//! Device catalog.
//!
//! The catalog is fixed at startup. Its order is significant: it is the order
//! devices are shown in, and the order the command interpreter scans them in.

use std::collections::HashSet;
use std::fmt;
use std::str::FromStr;

use serde::Deserialize;
use serde::Serialize;

/// Kind of device. Only selects a visual affordance, never behaviour.
#[derive(
    Debug,
    Clone,
    Copy,
    PartialEq,
    Eq,
    Hash,
    Serialize,
    Deserialize,
    strum::Display,
    strum::EnumString,
    strum::AsRefStr,
)]
#[serde(rename_all = "snake_case")]
#[strum(serialize_all = "snake_case")]
pub enum Category {
    Light,
    Tv,
    Outlet,
    Fan,
    Thermostat,
    Fridge,
    WashingMachine,
    Ac,
}

/// A controllable device.
#[derive(Debug, Clone, PartialEq, Eq, Serialize, Deserialize)]
pub struct Device {
    /// Stable identity, also the remote path key.
    pub id: String,

    /// Display label. Matched literally (lowercased) inside voice commands.
    pub name: String,

    pub category: Category,

    pub room: String,
}

impl Device {
    pub fn new(id: &str, name: &str, category: Category, room: &str) -> Self {
        Self {
            id: id.to_string(),
            name: name.to_string(),
            category,
            room: room.to_string(),
        }
    }
}

#[derive(Debug, thiserror::Error, PartialEq, Eq)]
pub enum CatalogError {
    #[error("duplicate device id '{0}'")]
    DuplicateId(String),

    #[error("device #{index} has an empty {field}")]
    EmptyField { index: usize, field: &'static str },
}

/// Room selection for the dashboard.
#[derive(Debug, Clone, PartialEq, Eq, Default)]
pub enum RoomFilter {
    #[default]
    All,
    Room(String),
}

impl RoomFilter {
    pub const ALL_LABEL: &'static str = "All";

    pub fn label(&self) -> &str {
        match self {
            RoomFilter::All => Self::ALL_LABEL,
            RoomFilter::Room(room) => room,
        }
    }

    pub fn matches(&self, device: &Device) -> bool {
        match self {
            RoomFilter::All => true,
            RoomFilter::Room(room) => device.room == *room,
        }
    }
}

impl FromStr for RoomFilter {
    type Err = std::convert::Infallible;

    fn from_str(s: &str) -> Result<Self, Self::Err> {
        Ok(Self::from(s))
    }
}

impl From<&str> for RoomFilter {
    fn from(label: &str) -> Self {
        if label == Self::ALL_LABEL {
            RoomFilter::All
        } else {
            RoomFilter::Room(label.to_string())
        }
    }
}

impl fmt::Display for RoomFilter {
    fn fmt(&self, f: &mut fmt::Formatter<'_>) -> fmt::Result {
        f.write_str(self.label())
    }
}

/// Ordered, immutable set of devices.
#[derive(Debug, Clone, PartialEq, Eq)]
pub struct Catalog {
    devices: Vec<Device>,
}

impl Catalog {
    /// Build a catalog, rejecting duplicate ids and blank fields.
    pub fn new(devices: Vec<Device>) -> Result<Self, CatalogError> {
        let mut seen = HashSet::new();
        for (index, device) in devices.iter().enumerate() {
            if device.id.trim().is_empty() {
                return Err(CatalogError::EmptyField { index, field: "id" });
            }
            if device.name.trim().is_empty() {
                return Err(CatalogError::EmptyField {
                    index,
                    field: "name",
                });
            }
            if device.room.trim().is_empty() {
                return Err(CatalogError::EmptyField {
                    index,
                    field: "room",
                });
            }
            if !seen.insert(device.id.as_str()) {
                return Err(CatalogError::DuplicateId(device.id.clone()));
            }
        }
        Ok(Self { devices })
    }

    pub fn iter(&self) -> impl Iterator<Item = &Device> {
        self.devices.iter()
    }

    pub fn len(&self) -> usize {
        self.devices.len()
    }

    pub fn is_empty(&self) -> bool {
        self.devices.is_empty()
    }

    pub fn get(&self, id: &str) -> Option<&Device> {
        self.devices.iter().find(|d| d.id == id)
    }

    pub fn contains(&self, id: &str) -> bool {
        self.get(id).is_some()
    }

    /// Distinct rooms in first-appearance order.
    pub fn rooms(&self) -> Vec<&str> {
        let mut rooms: Vec<&str> = Vec::new();
        for device in &self.devices {
            if !rooms.contains(&device.room.as_str()) {
                rooms.push(&device.room);
            }
        }
        rooms
    }

    /// Room tabs as shown on the dashboard: "All" first, then every room.
    pub fn room_filters(&self) -> Vec<RoomFilter> {
        std::iter::once(RoomFilter::All)
            .chain(
                self.rooms()
                    .into_iter()
                    .map(|r| RoomFilter::Room(r.to_string())),
            )
            .collect()
    }

    /// Whether `filter` names "All" or a room that exists in the catalog.
    pub fn has_room(&self, filter: &RoomFilter) -> bool {
        match filter {
            RoomFilter::All => true,
            RoomFilter::Room(room) => self.devices.iter().any(|d| d.room == *room),
        }
    }

    /// Devices visible under `filter`, in catalog order.
    pub fn filter<'a>(&'a self, filter: &'a RoomFilter) -> impl Iterator<Item = &'a Device> + 'a {
        self.devices.iter().filter(move |d| filter.matches(d))
    }

    /// Pairs `(shorter, longer)` where one device name is contained in another.
    ///
    /// Such pairs make substring matching ambiguous: a command for the longer
    /// name also matches templates built from the shorter one. Devices sharing
    /// a name are reported once, in catalog order.
    pub fn ambiguous_names(&self) -> Vec<(String, String)> {
        let mut pairs = Vec::new();
        for (i, a) in self.devices.iter().enumerate() {
            let a_name = a.name.to_lowercase();
            for (j, b) in self.devices.iter().enumerate() {
                let b_name = b.name.to_lowercase();
                let ambiguous = if a_name == b_name {
                    i < j
                } else {
                    b_name.contains(&a_name)
                };
                if ambiguous {
                    pairs.push((a.name.clone(), b.name.clone()));
                }
            }
        }
        pairs
    }
}

impl Default for Catalog {
    fn default() -> Self {
        use Category::*;

        Self {
            devices: vec![
                Device::new("light_living", "living room light", Light, "Living Room"),
                Device::new("tv_living", "living room tv", Tv, "Living Room"),
                Device::new("light_kitchen", "kitchen light", Light, "Kitchen"),
                Device::new("outlet_kitchen", "kitchen outlet", Outlet, "Kitchen"),
                Device::new("light_bedroom", "bedroom light", Light, "Bedroom"),
                Device::new("fan_bedroom", "bedroom fan", Fan, "Bedroom"),
                Device::new("thermostat_home", "home thermostat", Thermostat, "Home"),
                Device::new("fridge_kitchen", "refrigerator", Fridge, "Kitchen"),
                Device::new("washer_laundry", "washing machine", WashingMachine, "Laundry Room"),
                Device::new("ac_bedroom", "bedroom ac", Ac, "Bedroom"),
                Device::new("ac_living", "living room ac", Ac, "Living Room"),
            ],
        }
    }
}

#[cfg(test)]
mod tests {
    use super::*;

    #[test]
    fn test_default_catalog_is_valid() {
        let catalog = Catalog::default();
        assert_eq!(catalog.len(), 11);
        assert!(Catalog::new(catalog.iter().cloned().collect()).is_ok());
        assert!(catalog.ambiguous_names().is_empty());
    }

    #[test]
    fn test_rooms_in_first_appearance_order() {
        let catalog = Catalog::default();
        assert_eq!(
            catalog.rooms(),
            vec!["Living Room", "Kitchen", "Bedroom", "Home", "Laundry Room"]
        );

        let tabs: Vec<String> = catalog
            .room_filters()
            .iter()
            .map(|f| f.to_string())
            .collect();
        assert_eq!(tabs[0], "All");
        assert_eq!(tabs.len(), 6);
    }

    #[test]
    fn test_filter_all_returns_full_catalog() {
        let catalog = Catalog::default();
        let all: Vec<&Device> = catalog.filter(&RoomFilter::All).collect();
        assert_eq!(all.len(), catalog.len());
        assert!(all.iter().zip(catalog.iter()).all(|(a, b)| a.id == b.id));
    }

    #[test]
    fn test_filter_room_preserves_order() {
        let catalog = Catalog::default();
        let kitchen = RoomFilter::Room("Kitchen".to_string());
        let ids: Vec<&str> = catalog.filter(&kitchen).map(|d| d.id.as_str()).collect();
        assert_eq!(ids, vec!["light_kitchen", "outlet_kitchen", "fridge_kitchen"]);
    }

    #[test]
    fn test_filter_unknown_room_is_empty() {
        let catalog = Catalog::default();
        let garage = RoomFilter::Room("Garage".to_string());
        assert_eq!(catalog.filter(&garage).count(), 0);
        assert!(!catalog.has_room(&garage));
        assert!(catalog.has_room(&RoomFilter::All));
    }

    #[test]
    fn test_room_filter_parse() {
        assert_eq!("All".parse::<RoomFilter>().unwrap(), RoomFilter::All);
        assert_eq!(
            "Bedroom".parse::<RoomFilter>().unwrap(),
            RoomFilter::Room("Bedroom".to_string())
        );
    }

    #[test]
    fn test_duplicate_id_rejected() {
        let devices = vec![
            Device::new("fan", "fan one", Category::Fan, "Bedroom"),
            Device::new("fan", "fan two", Category::Fan, "Kitchen"),
        ];
        assert_eq!(
            Catalog::new(devices),
            Err(CatalogError::DuplicateId("fan".to_string()))
        );
    }

    #[test]
    fn test_empty_name_rejected() {
        let devices = vec![Device::new("fan", "  ", Category::Fan, "Bedroom")];
        assert_eq!(
            Catalog::new(devices),
            Err(CatalogError::EmptyField {
                index: 0,
                field: "name"
            })
        );
    }

    #[test]
    fn test_ambiguous_names_detected() {
        let devices = vec![
            Device::new("ac", "ac", Category::Ac, "Home"),
            Device::new("ac_bedroom", "bedroom ac", Category::Ac, "Bedroom"),
        ];
        let catalog = Catalog::new(devices).unwrap();
        assert_eq!(
            catalog.ambiguous_names(),
            vec![("ac".to_string(), "bedroom ac".to_string())]
        );
    }

    #[test]
    fn test_duplicate_names_detected() {
        let devices = vec![
            Device::new("fan_bedroom", "fan", Category::Fan, "Bedroom"),
            Device::new("fan_living", "Fan", Category::Fan, "Living Room"),
            Device::new("tv_living", "tv", Category::Tv, "Living Room"),
        ];
        let catalog = Catalog::new(devices).unwrap();
        assert_eq!(
            catalog.ambiguous_names(),
            vec![("fan".to_string(), "Fan".to_string())]
        );
    }

    #[test]
    fn test_category_names() {
        assert_eq!(Category::WashingMachine.to_string(), "washing_machine");
        assert_eq!("ac".parse::<Category>().unwrap(), Category::Ac);
    }
}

____

* EXERCISE:
Please, from the material above, copy only the lines from the line with "then every room." up to and including the line with "Devices visible under", exactly as written.

* WRITTEN RESPONSE:
    /// Room tabs as shown on the dashboard: "All" first, then every room.
    pub fn room_filters(&self) -> Vec<RoomFilter> {
        std::iter::once(RoomFilter::All)
            .chain(
                self.rooms()
                    .into_iter()
                    .map(|r| RoomFilter::Room(r.to_string())),
            )
            .collect()
    }

    /// Whether `filter` names "All" or a room that exists in the catalog.
    pub fn has_room(&self, filter: &RoomFilter) -> bool {
        match filter {
            RoomFilter::All => true,
            RoomFilter::Room(room) => self.devices.iter().any(|d| d.room == *room),
        }
    }

    /// Devices visible under `filter`, in catalog order.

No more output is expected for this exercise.